Adapted from a keynote intervention delivered by Dr. Oludare Ogunlana at the Unity Project Nigeria Monthly Webinar Series on Youth Dialogue | Topic: Iran vs Israel War -- Possible Outcomes and What It Means for Nigerians | March 8, 2026 | 8 PM WAT | Zoom


Dr. Oludare Ogunlana
Dr. Oludare Ogunlana

On February 28, 2026, the United States and Israel launched a coordinated military offensive against Iran, killing Supreme Leader Ali Khamenei and striking nuclear facilities, military command centres, and civilian infrastructure across Tehran, Isfahan, and beyond. Within hours, oil prices spiked. Airspace across the Gulf is closed. And in six northern Nigerian states, thousands of protesters took to the streets.


Speaking as a guest and National Security Scholar at the Unity Project Nigeria Monthly Webinar Series on Youth Dialogue on March 8, 2026, Dr. Oludare Ogunlana delivered a landmark intervention on precisely this question: what does the Iran-Israel war mean for Nigerians? Convened by Jennifer Serrano and broadcast live on Zoom to a national audience of young Nigerians, the session confronted a deceptively simple premise -- that this is a distant war with no local consequences. Dr. Ogunlana's analysis dismantled that premise, point by point.

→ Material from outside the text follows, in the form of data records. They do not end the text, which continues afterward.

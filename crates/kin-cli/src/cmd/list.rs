use std::io::Write;
use std::path::Path;

use clap::Args;

use kin_core::model::Entry;

use crate::output::{OutputMode, pretty_kv, pretty_section, render_mode};
use crate::project::Project;

#[derive(Args, Debug)]
pub struct ListArgs {
    /// Only show entries with no parents and no children.
    #[arg(long)]
    pub isolated: bool,
}

/// List every entry in creation order.
pub fn run_list(args: &ListArgs, output: OutputMode, project_root: &Path) -> anyhow::Result<()> {
    let project = Project::discover(project_root, output)?;
    let store = project.load(output)?;

    let entries: Vec<&Entry> = store
        .iter()
        .filter(|entry| !args.isolated || entry.is_isolated())
        .collect();

    render_mode(
        output,
        &entries,
        |entries, w| {
            writeln!(w, "title\tparents\tchildren")?;
            for entry in entries {
                writeln!(
                    w,
                    "{}\t{}\t{}",
                    entry.title(),
                    entry.parent_titles().join(","),
                    entry.children_titles().join(",")
                )?;
            }
            Ok(())
        },
        |entries, w| {
            if entries.is_empty() {
                return writeln!(w, "No entries yet. Add one with `kin add <title>`.");
            }
            pretty_section(w, &format!("Entries ({})", entries.len()))?;
            for entry in entries {
                writeln!(w, "{}", entry.title())?;
                if !entry.parent_titles().is_empty() {
                    pretty_kv(w, "  parents", &entry.parent_titles().join(", "))?;
                }
                if !entry.children_titles().is_empty() {
                    pretty_kv(w, "  children", &entry.children_titles().join(", "))?;
                }
            }
            Ok(())
        },
    )
}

For many Nigerians, this felt like a faraway conflict. It is not.

From fuel pump prices to arms flows, from displaced populations moving across the Sahel to the radicalization risks building in our own cities, the Iran-Israel conflict is a national security event for Nigeria -- whether or not Abuja has recognized it as one.

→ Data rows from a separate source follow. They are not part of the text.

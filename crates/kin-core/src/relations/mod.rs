//! Relation classification and its rendering contract.
//!
//! ## Submodules
//!
//! - [`code`]: the twelve relation codes and their generations.
//! - [`classify`]: the read-only classifier producing a [`RelationSet`].
//! - [`layout`]: fixed code → column mapping consumed by renderers.

pub mod classify;
pub mod code;
pub mod layout;

pub use classify::{Link, RelationSet, Scope, classify};
pub use code::{RelationCode, UnknownRelationCode};
pub use layout::{Cell, Column, ColumnSlot, Layout};
//! `kin import`: replace the store with an exported snapshot.
//!
//! The import is all-or-nothing: the file must parse as an entries array.
//! After saving, the store is read back and compared order-insensitively with
//! what was imported. Links recorded on only one side and ancestor cycles
//! are reported but kept as imported.

use std::io::Write;
use std::path::{Path, PathBuf};

use anyhow::Context as _;
use clap::Args;
use serde::Serialize;
use tracing::{info, warn};

use kin_core::equality::shallow_sets_equal;
use kin_core::error::ErrorCode;
use kin_core::graph::cycles::find_all_cycles;
use kin_core::model::EntryStore;
use kin_core::persist::load;
use kin_core::persist::snapshot::parse;

use crate::output::{CliError, OutputMode, fail, render};
use crate::project::Project;

#[derive(Args, Debug)]
pub struct ImportArgs {
    /// JSON file produced by `kin export`.
    pub file: PathBuf,
}

#[derive(Debug, Serialize)]
struct ImportOutput {
    ok: bool,
    entries: usize,
    dropped: usize,
    asymmetric_edges: usize,
    cycles: usize,
    verified: bool,
}

pub fn run_import(args: &ImportArgs, output: OutputMode, project_root: &Path) -> anyhow::Result<()> {
    let content = std::fs::read_to_string(&args.file)
        .with_context(|| format!("Failed to read {}", args.file.display()))?;
    let entries = parse(&content)
        .map_err(|err| fail(output, &CliError::coded(err.code(), err.to_string())))?;
    let given = entries.len();

    let mut project = Project::discover(project_root, output)?;
    let _lock = project.lock_for_edit(output)?;

    let mut store = EntryStore::new();
    store.replace_all(entries);

    let asymmetric = store.asymmetric_edges();
    for (parent, child) in &asymmetric {
        warn!(parent = %parent, child = %child, "imported link is only recorded on one side");
    }
    let cycles = find_all_cycles(&store);
    for cycle in &cycles {
        warn!(%cycle, "imported entries contain an ancestor cycle");
    }

    project.save(&store, output)?;

    let reloaded = load(project.kv())
        .map_err(|err| fail(output, &CliError::coded(err.code(), err.to_string())))?;
    let verified = shallow_sets_equal(store.entries(), reloaded.entries());
    if !verified {
        return Err(fail(
            output,
            &CliError::coded(
                ErrorCode::StoreWriteFailed,
                "stored entries differ from the imported snapshot",
            ),
        ));
    }
    info!(entries = store.len(), "imported snapshot");

    let result = ImportOutput {
        ok: true,
        entries: store.len(),
        dropped: given - store.len(),
        asymmetric_edges: asymmetric.len(),
        cycles: cycles.len(),
        verified,
    };
    render(output, &result, |r, w| {
        writeln!(w, "✓ imported {} entries", r.entries)?;
        if r.dropped > 0 {
            writeln!(w, "  dropped {} duplicate titles", r.dropped)?;
        }
        if r.asymmetric_edges > 0 {
            writeln!(
                w,
                "  warning: {} links are only recorded on one side",
                r.asymmetric_edges
            )?;
        }
        if r.cycles > 0 {
            writeln!(w, "  warning: {} ancestor cycles", r.cycles)?;
        }
        Ok(())
    })
}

The Oil Paradox: Windfall or Trap?

Nigeria's 2026 budget was benchmarked at $64.85 per barrel. Brent crude crossed $75 within hours of the first strikes, with analysts projecting prices as high as $150 per barrel if Iran's threatened closure of the Strait of Hormuz -- through which roughly one-fifth of the world's oil flows daily -- holds.


On paper, this is good news. Higher prices mean more revenue for the Federation Account. But as Dr. Ogunlana told the Youth Dialogue audience, the picture underneath is far more complicated:

  • Nigeria averaged 1.6 million barrels per day in 2025 against a production target of 2.06 million, leaving billions in potential revenue unrealized due to pipeline vandalism and underinvestment.

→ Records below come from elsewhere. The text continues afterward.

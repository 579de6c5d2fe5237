use anyhow::{Context, Result};
use serde::{Deserialize, Serialize};
use std::path::{Path, PathBuf};
use std::time::Duration;

use crate::graph::CyclePolicy;

/// Directory holding project config and, by default, the stored entries.
pub const PROJECT_DIR: &str = ".kin";

#[derive(Debug, Clone, Default, PartialEq, Eq, Serialize, Deserialize)]
pub struct ProjectConfig {
    #[serde(default)]
    pub store: StoreConfig,
    #[serde(default)]
    pub graph: GraphConfig,
}

#[derive(Debug, Clone, PartialEq, Eq, Serialize, Deserialize)]
pub struct StoreConfig {
    /// Entry data directory, relative to the project root unless absolute.
    #[serde(default = "default_data_dir")]
    pub data_dir: PathBuf,
    /// How long to wait for a lock held by another `kin` process.
    #[serde(default = "default_lock_timeout_ms")]
    pub lock_timeout_ms: u64,
}

impl Default for StoreConfig {
    fn default() -> Self {
        Self {
            data_dir: default_data_dir(),
            lock_timeout_ms: default_lock_timeout_ms(),
        }
    }
}

impl StoreConfig {
    #[must_use]
    pub fn data_path(&self, project_root: &Path) -> PathBuf {
        project_root.join(&self.data_dir)
    }

    #[must_use]
    pub const fn lock_timeout(&self) -> Duration {
        Duration::from_millis(self.lock_timeout_ms)
    }
}

#[derive(Debug, Clone, Default, PartialEq, Eq, Serialize, Deserialize)]
pub struct GraphConfig {
    #[serde(default)]
    pub cycles: CyclePolicy,
}

#[derive(Debug, Clone, Default, PartialEq, Eq, Serialize, Deserialize)]
pub struct UserConfig {
    #[serde(default)]
    pub output: Option<String>,
}

/// Default contents written by `kin init`.
pub const DEFAULT_PROJECT_CONFIG: &str = "[store]\n\
    data_dir = \".kin\"\n\
    lock_timeout_ms = 2000\n\
    \n\
    [graph]\n\
    # \"warn\" keeps edits that make an entry its own ancestor; \"reject\" refuses them.\n\
    cycles = \"warn\"\n";

#[must_use]
pub fn project_config_path(project_root: &Path) -> PathBuf {
    project_root.join(PROJECT_DIR).join("config.toml")
}

/// Load `.kin/config.toml`, falling back to defaults when it does not exist.
///
/// # Errors
///
/// Returns an error if the file exists but cannot be read or parsed.
pub fn load_project_config(project_root: &Path) -> Result<ProjectConfig> {
    let path = project_config_path(project_root);
    if !path.exists() {
        return Ok(ProjectConfig::default());
    }

    let content = std::fs::read_to_string(&path)
        .with_context(|| format!("Failed to read {}", path.display()))?;

    toml::from_str::<ProjectConfig>(&content)
        .with_context(|| format!("Failed to parse {}", path.display()))
}

/// Load `<config_dir>/kin/config.toml`, falling back to defaults.
///
/// # Errors
///
/// Returns an error if the file exists but cannot be read or parsed.
pub fn load_user_config() -> Result<UserConfig> {
    let Some(config_dir) = dirs::config_dir() else {
        return Ok(UserConfig::default());
    };

    let path = config_dir.join("kin/config.toml");
    if !path.exists() {
        return Ok(UserConfig::default());
    }

    let content = std::fs::read_to_string(&path)
        .with_context(|| format!("Failed to read {}", path.display()))?;

    toml::from_str::<UserConfig>(&content)
        .with_context(|| format!("Failed to parse {}", path.display()))
}

/// Canonical output mode name for a user-supplied value.
#[must_use]
pub fn normalize_output_mode(raw: &str) -> Option<&'static str> {
    match raw.trim().to_ascii_lowercase().as_str() {
        "pretty" | "human" => Some("pretty"),
        "text" | "table" => Some("text"),
        "json" => Some("json"),
        _ => None,
    }
}

fn default_data_dir() -> PathBuf {
    PathBuf::from(PROJECT_DIR)
}

const fn default_lock_timeout_ms() -> u64 {
    2000
}

#[cfg(test)]
mod tests {
    use super::*;

    #[test]
    fn missing_config_uses_defaults() -> Result<()> {
        let dir = tempfile::tempdir()?;
        let config = load_project_config(dir.path())?;
        assert_eq!(config, ProjectConfig::default());
        assert_eq!(config.graph.cycles, CyclePolicy::Warn);
        assert_eq!(config.store.data_path(dir.path()), dir.path().join(".kin"));
        Ok(())
    }

    #[test]
    fn default_template_parses_to_defaults() -> Result<()> {
        let parsed: ProjectConfig = toml::from_str(DEFAULT_PROJECT_CONFIG)?;
        assert_eq!(parsed, ProjectConfig::default());
        Ok(())
    }

    #[test]
    fn partial_config_fills_defaults() -> Result<()> {
        let dir = tempfile::tempdir()?;
        std::fs::create_dir_all(dir.path().join(PROJECT_DIR))?;
        std::fs::write(
            project_config_path(dir.path()),
            "[graph]\ncycles = \"reject\"\n",
        )?;

        let config = load_project_config(dir.path())?;
        assert_eq!(config.graph.cycles, CyclePolicy::Reject);
        assert_eq!(config.store.lock_timeout(), Duration::from_millis(2000));
        assert_eq!(config.store, StoreConfig::default());
        Ok(())
    }

    #[test]
    fn lock_timeout_is_a_store_setting() -> Result<()> {
        let parsed: ProjectConfig = toml::from_str("[store]\nlock_timeout_ms = 50\n")?;
        assert_eq!(parsed.store.lock_timeout(), Duration::from_millis(50));
        assert_eq!(parsed.store.data_dir, PathBuf::from(PROJECT_DIR));
        assert_eq!(parsed.graph, GraphConfig::default());
        Ok(())
    }

    #[test]
    fn invalid_config_reports_path() -> Result<()> {
        let dir = tempfile::tempdir()?;
        std::fs::create_dir_all(dir.path().join(PROJECT_DIR))?;
        std::fs::write(project_config_path(dir.path()), "[graph]\ncycles = \"sometimes\"\n")?;

        let err = load_project_config(dir.path()).expect_err("bad policy");
        assert!(format!("{err:#}").contains("config.toml"));
        Ok(())
    }

    #[test]
    fn absolute_data_dir_is_kept() {
        let store = StoreConfig {
            data_dir: PathBuf::from("/var/lib/kin"),
            ..StoreConfig::default()
        };
        assert_eq!(
            store.data_path(Path::new("/home/user/project")),
            PathBuf::from("/var/lib/kin")
        );
    }

    #[test]
    fn output_modes_normalize() {
        assert_eq!(normalize_output_mode(" JSON "), Some("json"));
        assert_eq!(normalize_output_mode("human"), Some("pretty"));
        assert_eq!(normalize_output_mode("table"), Some("text"));
        assert_eq!(normalize_output_mode("yaml"), None);
    }
}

  • The Dangote Refinery, hailed as a game-changer, was importing between 9 and 10 million barrels of crude monthly to sustain its own operations because local crude supply has been insufficient.

  • In a deregulated fuel market, rising crude prices translate directly into higher pump prices, transport costs, and food prices for ordinary Nigerians.

The oil windfall is real. So is the trap. Unless Nigeria simultaneously ramps up production and channels surplus revenue into stabilization funds, the short-term gain becomes a long-term wound.


The Security Threat: ISWAP's Shadow and Iran's Footprint at Home

Nigeria is already a country managing multiple active security crises -- Boko Haram, ISWAP, banditry, and ethnic conflict. This war adds dangerous new accelerants.

The Islamic Movement of Nigeria (IMN), with an estimated five million followers, has staged protests across Kano, Bauchi, Sokoto, Gombe, Yobe, and Niger State since the killing of Khamenei. The Nigeria Police Force has placed all 36 state commands on heightened alert. The US Embassy in Abuja issued a security advisory on March 5. These protests have been largely peaceful -- but the history of IMN confrontations with Nigerian security forces is not a peaceful one.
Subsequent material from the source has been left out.